__PROBLEM STATEMENT__:
Down to the last character, repeat the data that follows.

Saved data entries
Start of Block

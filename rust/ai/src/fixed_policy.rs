//! Rule-based strategies: the fish and the two win-rate threshold players.

use hupoker_engine::equity::estimate_win_rate;
use hupoker_engine::errors::GameError;
use hupoker_engine::player::{Action, DecisionContext, Strategy};
use rand::SeedableRng;
use rand_chacha::ChaCha20Rng;
use tracing::debug;

use crate::chart::preflop_win_probability;

/// Samples used by [`StrengthHandPlayer`] once community cards are out.
pub const DEFAULT_SIMULATIONS: u32 = 1000;

/// Picks the first of `preferred` that is legal.
fn first_legal(legal: &[Action], preferred: &[Action]) -> Option<Action> {
    preferred.iter().copied().find(|a| legal.contains(a))
}

/// Threshold policy shared by the starting-hand and strength players.
///
/// Below 0.5 the player checks or folds. Below `aggressive_from` it calls or
/// bets, otherwise it raises or bets. Facing only call/fold it calls; facing
/// only all-in/fold it shoves.
pub fn threshold_policy(p: f64, aggressive_from: f64, legal: &[Action]) -> Result<Action, GameError> {
    let preferred: &[Action] = if p < 0.5 {
        &[Action::Check, Action::Fold]
    } else if p < aggressive_from {
        &[Action::Call, Action::Bet, Action::AllIn]
    } else {
        &[Action::Raise, Action::Bet, Action::Call, Action::AllIn]
    };
    first_legal(legal, preferred)
        .ok_or_else(|| GameError::Strategy(format!("no policy action among {:?}", legal)))
}

/// Never folds: checks when it can, otherwise calls, otherwise shoves.
#[derive(Debug, Clone, Default)]
pub struct FishPlayer;

impl Strategy for FishPlayer {
    fn name(&self) -> &str {
        "fish"
    }

    fn decide(&mut self, legal: &[Action], ctx: &DecisionContext) -> Result<Action, GameError> {
        let choice = first_legal(legal, &[Action::Check, Action::Call, Action::AllIn])
            .ok_or_else(|| GameError::Strategy(format!("fish cannot act among {:?}", legal)))?;
        debug!(position = %ctx.position, stack = ctx.stack, %choice, "fish decision");
        Ok(choice)
    }
}

/// Plays every street off the strength of its two hole cards.
#[derive(Debug, Clone, Default)]
pub struct StartingHandPlayer;

impl Strategy for StartingHandPlayer {
    fn name(&self) -> &str {
        "starting-hand"
    }

    fn decide(&mut self, legal: &[Action], ctx: &DecisionContext) -> Result<Action, GameError> {
        let p = preflop_win_probability(ctx.hole_cards);
        let choice = threshold_policy(p, 0.6, legal)?;
        debug!(p, street = %ctx.street, %choice, "starting-hand decision");
        Ok(choice)
    }
}

/// Uses the pre-flop chart before the flop and a Monte Carlo win rate after.
#[derive(Debug, Clone)]
pub struct StrengthHandPlayer {
    rng: ChaCha20Rng,
    simulations: u32,
}

impl StrengthHandPlayer {
    pub fn new(seed: u64) -> Self {
        Self {
            rng: ChaCha20Rng::seed_from_u64(seed),
            simulations: DEFAULT_SIMULATIONS,
        }
    }

    pub fn with_simulations(mut self, simulations: u32) -> Self {
        self.simulations = simulations;
        self
    }

    fn win_probability(&mut self, ctx: &DecisionContext) -> Result<f64, GameError> {
        if ctx.community_cards.is_empty() {
            return Ok(preflop_win_probability(ctx.hole_cards));
        }
        estimate_win_rate(
            self.simulations,
            ctx.hole_cards,
            &ctx.community_cards,
            &mut self.rng,
        )
    }
}

impl Strategy for StrengthHandPlayer {
    fn name(&self) -> &str {
        "strength"
    }

    fn decide(&mut self, legal: &[Action], ctx: &DecisionContext) -> Result<Action, GameError> {
        let p = self.win_probability(ctx)?;
        let choice = threshold_policy(p, 0.8, legal)?;
        debug!(p, street = %ctx.street, %choice, "strength decision");
        Ok(choice)
    }
}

End of Block

__RESPONSE BOX__:
filename rust/ai/src/fixed_policy.rs
//! Rule-based strategies: the fish and the two win-rate threshold players.

use hupoker_engine::equity::estimate_win_rate;
use hupoker_engine::errors::GameError;
use hupoker_engine::player::{Action, DecisionContext, Strategy};
use rand::SeedableRng;
use rand_chacha::ChaCha20Rng;
use tracing::debug;

use crate::chart::preflop_win_probability;

/// Samples used by [`StrengthHandPlayer`] once community cards are out.
pub const DEFAULT_SIMULATIONS: u32 = 1000;

/// Picks the first of `preferred` that is legal.
fn first_legal(legal: &[Action], preferred: &[Action]) -> Option<Action> {
    preferred.iter().copied().find(|a| legal.contains(a))
}

/// Threshold policy shared by the starting-hand and strength players.
///
/// Below 0.5 the player checks or folds. Below `aggressive_from` it calls or
/// bets, otherwise it raises or bets. Facing only call/fold it calls; facing
/// only all-in/fold it shoves.
pub fn threshold_policy(p: f64, aggressive_from: f64, legal: &[Action]) -> Result<Action, GameError> {
    let preferred: &[Action] = if p < 0.5 {
        &[Action::Check, Action::Fold]
    } else if p < aggressive_from {
        &[Action::Call, Action::Bet, Action::AllIn]
    } else {
        &[Action::Raise, Action::Bet, Action::Call, Action::AllIn]
    };
    first_legal(legal, preferred)
        .ok_or_else(|| GameError::Strategy(format!("no policy action among {:?}", legal)))
}

/// Never folds: checks when it can, otherwise calls, otherwise shoves.
#[derive(Debug, Clone, Default)]
pub struct FishPlayer;

impl Strategy for FishPlayer {
    fn name(&self) -> &str {
        "fish"
    }

    fn decide(&mut self, legal: &[Action], ctx: &DecisionContext) -> Result<Action, GameError> {
        let choice = first_legal(legal, &[Action::Check, Action::Call, Action::AllIn])
            .ok_or_else(|| GameError::Strategy(format!("fish cannot act among {:?}", legal)))?;
        debug!(position = %ctx.position, stack = ctx.stack, %choice, "fish decision");
        Ok(choice)
    }
}

/// Plays every street off the strength of its two hole cards.
#[derive(Debug, Clone, Default)]
pub struct StartingHandPlayer;

impl Strategy for StartingHandPlayer {
    fn name(&self) -> &str {
        "starting-hand"
    }

    fn decide(&mut self, legal: &[Action], ctx: &DecisionContext) -> Result<Action, GameError> {
        let p = preflop_win_probability(ctx.hole_cards);
        let choice = threshold_policy(p, 0.6, legal)?;
        debug!(p, street = %ctx.street, %choice, "starting-hand decision");
        Ok(choice)
    }
}

/// Uses the pre-flop chart before the flop and a Monte Carlo win rate after.
#[derive(Debug, Clone)]
pub struct StrengthHandPlayer {
    rng: ChaCha20Rng,
    simulations: u32,
}

impl StrengthHandPlayer {
    pub fn new(seed: u64) -> Self {
        Self {
            rng: ChaCha20Rng::seed_from_u64(seed),
            simulations: DEFAULT_SIMULATIONS,
        }
    }

    pub fn with_simulations(mut self, simulations: u32) -> Self {
        self.simulations = simulations;
        self
    }

    fn win_probability(&mut self, ctx: &DecisionContext) -> Result<f64, GameError> {
        if ctx.community_cards.is_empty() {
            return Ok(preflop_win_probability(ctx.hole_cards));
        }
        estimate_win_rate(
            self.simulations,
            ctx.hole_cards,
            &ctx.community_cards,
            &mut self.rng,
        )
    }
}

impl Strategy for StrengthHandPlayer {
    fn name(&self) -> &str {
        "strength"
    }

    fn decide(&mut self, legal: &[Action], ctx: &DecisionContext) -> Result<Action, GameError> {
        let p = self.win_probability(ctx)?;
        let choice = threshold_policy(p, 0.8, legal)?;
        debug!(p, street = %ctx.street, %choice, "strength decision");
        Ok(choice)
    }
}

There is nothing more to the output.